The United States has about three times more waste plutonium than the last official government estimate released 14 years ago, said Robert Alvarez, senior scholar at the Institute for Policy Studies.
Hanford has been responsible for about a third of the waste, and much of it remains there, according to Alvarez's calculations.
The last official estimate of plutonium waste nationwide was 3.7 tons. But Alvarez said a better preliminary estimate is about nearly 14 tons, with about 4.4 tons at Hanford, which produced plutonium for the nation's nuclear weapons program.
"I was very surprised at the inventory of plutonium waste at Hanford," he said.
He plans to publish his findings, which are based on a review of government reports and data, in Science and Global Security, a peer-reviewed journal published by Princeton University. Alvarez was a senior policy adviser at the Department of Energy during the Clinton administration.
Plutonium waste at Hanford includes plutonium mixed in the 53 million gallons of waste held in underground tanks. The worst of that waste will be treated at the $12.3 billion vitrification plant now under construction.
It also includes suspected plutonium-contaminated waste that temporarily was buried in central Hanford starting in 1970 until DOE had a national repository for the waste. Congress ordered that such waste, called transuranic waste, be disposed of a national repository starting that year.
Enough waste to fill 72,000 55-gallon drums temporarily was buried and about two-thirds of it has been dug up. Waste that proves contaminated with plutonium at high enough levels to be classified as transuranic is being shipped to the Waste Isolation Pilot Plant in New Mexico, the nation's repository for transuranic waste.
Alvarez estimates the stored or buried transuranic waste that has been or will be sent to New Mexico accounts for about half of Hanford's plutonium waste.
But Hanford also has plutonium-contaminated waste buried before 1970 and plutonium-contaminated liquids that were discharged into the soils in central Hanford.
"A lot of this is going to be hard to retrieve," Alvarez said.
DOE has concentrated its efforts in recent years on cleaning up Hanford contamination along the Columbia River, and work is in early stages now to come up with a cleanup plan for central Hanford, where much of the plutonium waste is.
That includes characterization of waste in old burial trenches and in the soil by methods such as drilling, sampling and ground-penetrating radar. The data will be used to develop a proposal that will be reviewed by Hanford regulators, the tribes and the public before a decision is made on how to clean up the waste, according to DOE.
Any decision will be based on actual data, not estimates, said DOE spokesman Geoff Tyree.
"DOE headquarters is checking the report to see if it offers new information," DOE said in a written statement. "This doesn't appear to alter our approach to cleanup."
The DOE Office of Environmental Management has asked an independent technical review board made up of scientists from the national laboratories and DOE offices of Science and the National Nuclear Security Administration to do a more comprehensive examination of Alvarez's estimates.

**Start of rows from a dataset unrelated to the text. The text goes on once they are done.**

// ─── Handlers ────────────────────────────────────────────────────────────────
// Each handler checks every precondition and computes every new value before
// the first write to `state`.

fn transfer(state: &mut TokenState, event: &TokenEvent, _log: &RawLog) -> Result<(), ReduceError> {
    let TokenEvent::Transfer { from, to, value } = event else {
        return Err(ReduceError::UnexpectedEvent { expected: TRANSFER });
    };
    if from == to {
        return Ok(());
    }

    let total_supply = match (from.is_zero(), to.is_zero()) {
        (true, _) => state.total_supply.checked_add(*value),
        (_, true) => state.total_supply.checked_sub(*value),
        _ => Some(state.total_supply),
    };
    let total_supply = total_supply.ok_or(ReduceError::Arithmetic {
        quantity: "totalSupply",
    })?;

    let sender_balance = if from.is_zero() {
        None
    } else {
        let balance = state.balance_of(from);
        let remaining = balance
            .checked_sub(*value)
            .ok_or_else(|| ReduceError::InsufficientBalance {
                account: address_id(from),
                balance: balance.to_string(),
                amount: value.to_string(),
            })?;
        Some(remaining)
    };
    let receiver_balance = if to.is_zero() {
        None
    } else {
        let balance = state
            .balance_of(to)
            .checked_add(*value)
            .ok_or(ReduceError::Arithmetic { quantity: "balance" })?;
        Some(balance)
    };

    state.total_supply = total_supply;
    if let Some(balance) = sender_balance {
        state.account_mut(*from).balance = balance;
    }
    if let Some(balance) = receiver_balance {
        state.account_mut(*to).balance = balance;
    }
    Ok(())
}

fn delegate_changed(
    state: &mut TokenState,
    event: &TokenEvent,
    _log: &RawLog,
) -> Result<(), ReduceError> {
    let TokenEvent::DelegateChanged {
        delegator,
        from_delegate,
        to_delegate,
    } = event
    else {
        return Err(ReduceError::UnexpectedEvent {
            expected: DELEGATE_CHANGED,
        });
    };
    if from_delegate == to_delegate {
        return Ok(());
    }

    let stored = state
        .accounts
        .get(delegator)
        .and_then(|a| a.delegating_to)
        .unwrap_or(Address::ZERO);
    if stored != *from_delegate {
        return Err(ReduceError::MismatchedFromDelegate {
            delegator: address_id(delegator),
            stored: address_id(&stored),
            reported: address_id(from_delegate),
        });
    }

    state.account_mut(*delegator).delegating_to = (!to_delegate.is_zero()).then_some(*to_delegate);
    if !from_delegate.is_zero() {
        state
            .account_mut(*from_delegate)
            .representing
            .retain(|a| a != delegator);
    }
    if !to_delegate.is_zero() {
        state.account_mut(*to_delegate).representing.push(*delegator);
    }
    Ok(())
}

That's normal protocol for outside reports, Tyree said.
DOE already is concerned about discharges of radioactive waste to the soil in central Hanford. It's not practical to excavate more than 60 feet below the ground's surface but in central Hanford some contamination is as much as 300 feet deep.
DOE has proposed launching a field research center at Hanford in early 2011 to tackle the problem.
Liquid discharges from the Plutonium Finishing Plant until 1973, when discharges began to be routed to Hanford's underground waste tanks, are of particular concern to Alvarez. He believes plutonium has penetrated deep underground at high rates.
Because of solvents and salts in the liquid, plutonium may have traveled deeper than anticipated, instead of adhering to the soil closer to the ground level, he said.
Alvarez believes levels of plutonium will become the reference contaminant for central Hanford, determining cleanup standards there.
Officials with the state of Washington, a regulator on Hanford work, were on furlough Monday and not available to comment.
Estimates of plutonium waste increased since 1996 for three reasons, Alvarez said in his study. In some cases residual plutonium left at sites such as Hanford was reclassified as waste because the nation no longer needed to gather and process the residual plutonium for the weapons program.
With Hanford tank waste, better characterization by DOE showed the tanks contained about twice the plutonium estimated in 1996.
In addition, DOE did not have measurement technologies when plutonium production began that are as accurate as those used today.
Many of Alvarez's estimates were based on data DOE collected as part of a comprehensive draft study on tank waste, the Draft Tank Closure and Waste Management Environmental Impact Statement released in late October, Tyree said.